Peru adia decisão sobre caça após rumores sobre F-16 ter sido vencedor

Presidente interino empurra potencial contrato de US$ 2 bilhões para 24 aeronaves para seu sucessor

Projeção do F-16 com pintura da Força Aérea do Peru
Projeção do F-16 com pintura da Força Aérea do Peru (Lockheed Martin)

Os planos do Peru para adquirir um novo caça voltou à estaca zero após o governo adiar uma decisão contratual que era esperada nos últimos dias. A mídia local havia informado anteriormente que as autoridades estavam se preparando para anunciar a seleção do Lockheed Martin F-16 Block 70/72 em um acordo envolvendo 24 aeronaves — 20 de um assento e quatro de dois assentos — juntamente com uma aeronave de reabastecimento aéreo Boeing KC-135.

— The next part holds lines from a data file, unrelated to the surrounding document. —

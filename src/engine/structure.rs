//! PDB text parsing into the atom/residue model the scene is built from.
//!
//! Coordinates, residues, chains and conformers come from pdbtbx. Only the
//! first model is read, and only the first alternate location of each
//! residue is kept. Biological assembly 1 is rebuilt from the `REMARK 350`
//! records pdbtbx keeps. `HELIX`/`SHEET` ranges are read from the raw text.

use std::io::{BufReader, Cursor};

use glam::{Mat4, Vec3, Vec4};
use pdbtbx::{Format, ReadOptions, PDB};

use super::secondary::{classify_from_trace, SsKind};
use crate::error::StructviewError;

/// Largest Cα–Cα distance still treated as a peptide-bonded neighbour.
pub const MAX_CA_STEP: f32 = 4.2;

/// One atom of the first model.
#[derive(Debug, Clone, PartialEq)]
pub struct Atom {
    /// Atom name, trimmed (e.g. `CA`).
    pub name: String,
    /// Element symbol, upper case.
    pub element: String,
    /// Cartesian position in Å.
    pub position: Vec3,
    /// Whether the atom came from a `HETATM` record.
    pub hetero: bool,
}

/// A residue: the atoms of one chain position in its first conformer.
#[derive(Debug, Clone, PartialEq)]
pub struct Residue {
    /// Chain identifier.
    pub chain: char,
    /// Author sequence number.
    pub seq: i32,
    /// Insertion code (space when absent).
    pub insertion: char,
    /// Three-letter residue name.
    pub name: String,
    /// First atom index.
    pub first_atom: usize,
    /// One past the last atom index.
    pub end_atom: usize,
    /// Secondary structure class.
    pub ss: SsKind,
}

impl Residue {
    /// Index of this residue's Cα, if present.
    #[must_use]
    pub fn ca(&self, atoms: &[Atom]) -> Option<usize> {
        (self.first_atom..self.end_atom).find(|&i| atoms[i].name == "CA")
    }
}

/// Symmetry operator of the biological assembly.
#[derive(Debug, Clone, PartialEq)]
pub struct AssemblyOperator {
    /// Chains the operator applies to; empty means every chain.
    pub chains: Vec<char>,
    /// Rigid transform.
    pub matrix: Mat4,
}

impl AssemblyOperator {
    /// Whether the operator applies to `chain`.
    #[must_use]
    pub fn applies_to(&self, chain: char) -> bool {
        self.chains.is_empty() || self.chains.contains(&chain)
    }
}

/// Parsed structure file.
#[derive(Debug, Clone, Default, PartialEq)]
pub struct Structure {
    /// Atoms in file order.
    pub atoms: Vec<Atom>,
    /// Residues in file order.
    pub residues: Vec<Residue>,
    /// Operators of biological assembly 1, in file order.
    pub assembly: Vec<AssemblyOperator>,
}

/// Inclusive residue range from a `HELIX` or `SHEET` record.
struct SsRange {
    kind: SsKind,
    chain: char,
    start: i32,
    end: i32,
}

/// Accumulates `REMARK 350` lines into assembly operators.
#[derive(Default)]
struct AssemblyParser {
    in_first: bool,
    chains: Vec<char>,
    rows: [Vec4; 3],
    operators: Vec<AssemblyOperator>,
}

impl Structure {
    /// Parse PDB-format text.
    ///
    /// # Errors
    ///
    /// Returns [`StructviewError::StructureParse`] if pdbtbx rejects the
    /// text or the first model has no atoms.
    pub fn parse(text: &str) -> Result<Self, StructviewError> {
        let (pdb, warnings) = ReadOptions::default()
            .set_format(Format::Pdb)
            .set_level(pdbtbx::StrictnessLevel::Loose)
            .read_raw(BufReader::new(Cursor::new(text.as_bytes())))
            .map_err(|e| {
                StructviewError::StructureParse(format!("{e:?}"))
            })?;
        if !warnings.is_empty() {
            log::debug!("{} warnings while parsing structure", warnings.len());
        }

        let mut structure = Self::from_pdb(&pdb);
        if structure.atoms.is_empty() {
            return Err(StructviewError::StructureParse(
                "no atom records".into(),
            ));
        }

        let ranges: Vec<SsRange> = text.lines().filter_map(ss_range).collect();
        if ranges.is_empty() {
            structure.assign_ss_from_geometry();
        } else {
            structure.assign_ss_from_records(&ranges);
        }
        Ok(structure)
    }

    fn from_pdb(pdb: &PDB) -> Self {
        let mut structure = Self::default();

        if let Some(model) = pdb.models().next() {
            for chain in model.chains() {
                let chain_id = chain.id().chars().next().unwrap_or(' ');
                for residue in chain.residues() {
                    structure.push_residue(chain_id, residue);
                }
            }
        }

        let mut assembly = AssemblyParser::default();
        for (number, text) in pdb.remarks() {
            if *number == 350 {
                assembly.feed(text);
            }
        }
        structure.assembly = assembly.operators;
        structure
    }

    fn push_residue(&mut self, chain: char, residue: &pdbtbx::Residue) {
        // The conformer without an alternate location plus the first
        // alternate location seen.
        let mut kept_alt: Option<&str> = None;
        let first_atom = self.atoms.len();
        for conformer in residue.conformers() {
            if let Some(alt) = conformer.alternative_location() {
                match kept_alt {
                    Some(kept) if kept != alt => continue,
                    _ => kept_alt = Some(alt),
                }
            }
            for atom in conformer.atoms() {
                let name = atom.name().trim().to_owned();
                let element = atom.element().map_or_else(
                    || element_from_name(&name),
                    |e| e.symbol().to_ascii_uppercase(),
                );
                let (x, y, z) = atom.pos();
                self.atoms.push(Atom {
                    name,
                    element,
                    position: Vec3::new(x as f32, y as f32, z as f32),
                    hetero: atom.hetero(),
                });
            }
        }
        if self.atoms.len() == first_atom {
            return;
        }
        self.residues.push(Residue {
            chain,
            seq: residue.serial_number() as i32,
            insertion: residue
                .insertion_code()
                .and_then(|code| code.chars().next())
                .unwrap_or(' '),
            name: residue.name().unwrap_or("UNK").to_owned(),
            first_atom,
            end_atom: self.atoms.len(),
            ss: SsKind::Coil,
        });
    }

    /// Distinct chain identifiers in order of first appearance.
    #[must_use]
    pub fn chains(&self) -> Vec<char> {
        let mut chains = Vec::new();
        for residue in &self.residues {
            if !chains.contains(&residue.chain) {
                chains.push(residue.chain);
            }
        }
        chains
    }

    /// Contiguous Cα traces: residue indices split at chain changes and
    /// gaps longer than [`MAX_CA_STEP`].
    #[must_use]
    pub fn backbone_segments(&self) -> Vec<Vec<usize>> {
        let mut segments: Vec<Vec<usize>> = Vec::new();
        let mut current: Vec<usize> = Vec::new();
        let mut last: Option<(char, Vec3)> = None;

        for (ri, residue) in self.residues.iter().enumerate() {
            let Some(ca) = residue.ca(&self.atoms) else {
                continue;
            };
            let pos = self.atoms[ca].position;
            let connected = last.is_some_and(|(chain, prev)| {
                chain == residue.chain && prev.distance(pos) <= MAX_CA_STEP
            });
            if !connected && !current.is_empty() {
                segments.push(std::mem::take(&mut current));
            }
            current.push(ri);
            last = Some((residue.chain, pos));
        }
        if !current.is_empty() {
            segments.push(current);
        }
        segments
    }

    fn assign_ss_from_records(&mut self, ranges: &[SsRange]) {
        for residue in &mut self.residues {
            if let Some(range) = ranges.iter().find(|r| {
                r.chain == residue.chain
                    && (r.start..=r.end).contains(&residue.seq)
            }) {
                residue.ss = range.kind;
            }
        }
    }

    fn assign_ss_from_geometry(&mut self) {
        for segment in self.backbone_segments() {
            let ca: Vec<Vec3> = segment
                .iter()
                .filter_map(|&ri| self.residues[ri].ca(&self.atoms))
                .map(|ai| self.atoms[ai].position)
                .collect();
            for (&ri, ss) in segment.iter().zip(classify_from_trace(&ca)) {
                self.residues[ri].ss = ss;
            }
        }
    }
}

impl AssemblyParser {
    /// Consume the text of one `REMARK 350` record.
    fn feed(&mut self, text: &str) {
        let tokens: Vec<&str> = text.split_whitespace().collect();
        if let Some(pos) = tokens.iter().position(|t| *t == "BIOMOLECULE:") {
            self.in_first = tokens.get(pos + 1) == Some(&"1");
            self.chains.clear();
            return;
        }
        if !self.in_first {
            return;
        }
        if let Some(pos) = text.find("CHAINS:") {
            if text.contains("APPLY") {
                self.chains.clear();
            }
            self.chains.extend(
                text[pos + "CHAINS:".len()..]
                    .split(',')
                    .filter_map(|c| c.trim().chars().next()),
            );
            return;
        }
        let Some((pos, row)) = tokens.iter().enumerate().find_map(|(i, t)| {
            t.strip_prefix("BIOMT")
                .and_then(|r| r.parse::<usize>().ok())
                .filter(|r| (1..=3).contains(r))
                .map(|r| (i, r))
        }) else {
            return;
        };
        // BIOMTn, operator serial, then the four matrix row values.
        let values: Vec<f32> = tokens
            .iter()
            .skip(pos + 2)
            .take(4)
            .filter_map(|t| t.parse().ok())
            .collect();
        if values.len() != 4 {
            return;
        }
        self.rows[row - 1] = Vec4::new(values[0], values[1], values[2], values[3]);
        if row == 3 {
            let [r0, r1, r2] = self.rows;
            let matrix = Mat4::from_cols(
                Vec4::new(r0.x, r1.x, r2.x, 0.0),
                Vec4::new(r0.y, r1.y, r2.y, 0.0),
                Vec4::new(r0.z, r1.z, r2.z, 0.0),
                Vec4::new(r0.w, r1.w, r2.w, 1.0),
            );
            self.operators.push(AssemblyOperator {
                chains: self.chains.clone(),
                matrix,
            });
        }
    }
}

/// First alphabetic character of the atom name, for files without an
/// element column.
fn element_from_name(name: &str) -> String {
    name.chars()
        .find(char::is_ascii_alphabetic)
        .map(|c| c.to_ascii_uppercase().to_string())
        .unwrap_or_default()
}

fn ss_range(line: &str) -> Option<SsRange> {
    // HELIX and SHEET place their residue fields in different columns.
    let (kind, start_chain, start_seq, end_seq) = match column(line, 0, 6) {
        "HELIX" => (SsKind::Helix, 19, (21, 25), (33, 37)),
        "SHEET" => (SsKind::Strand, 21, (22, 26), (33, 37)),
        _ => return None,
    };
    Some(SsRange {
        kind,
        chain: char_at(line, start_chain),
        start: column(line, start_seq.0, start_seq.1).parse().ok()?,
        end: column(line, end_seq.0, end_seq.1).parse().ok()?,
    })
}

/// Trimmed fixed-width field; missing columns read as empty.
fn column(line: &str, start: usize, end: usize) -> &str {
    let end = end.min(line.len());
    line.get(start..end).map_or("", str::trim)
}

fn char_at(line: &str, idx: usize) -> char {
    line.get(idx..=idx)
        .and_then(|s| s.chars().next())
        .unwrap_or(' ')
}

O presidente interino José María Balcázar, no entanto, afirmou que a decisão será deixada para o próximo governo, que deve assumir em julho após as eleições do país. “Deixaremos uma questão de grande magnitude para o novo governo”, disse ele, citando as implicações financeiras do acordo, estimadas em cerca de US$ 2 bilhões.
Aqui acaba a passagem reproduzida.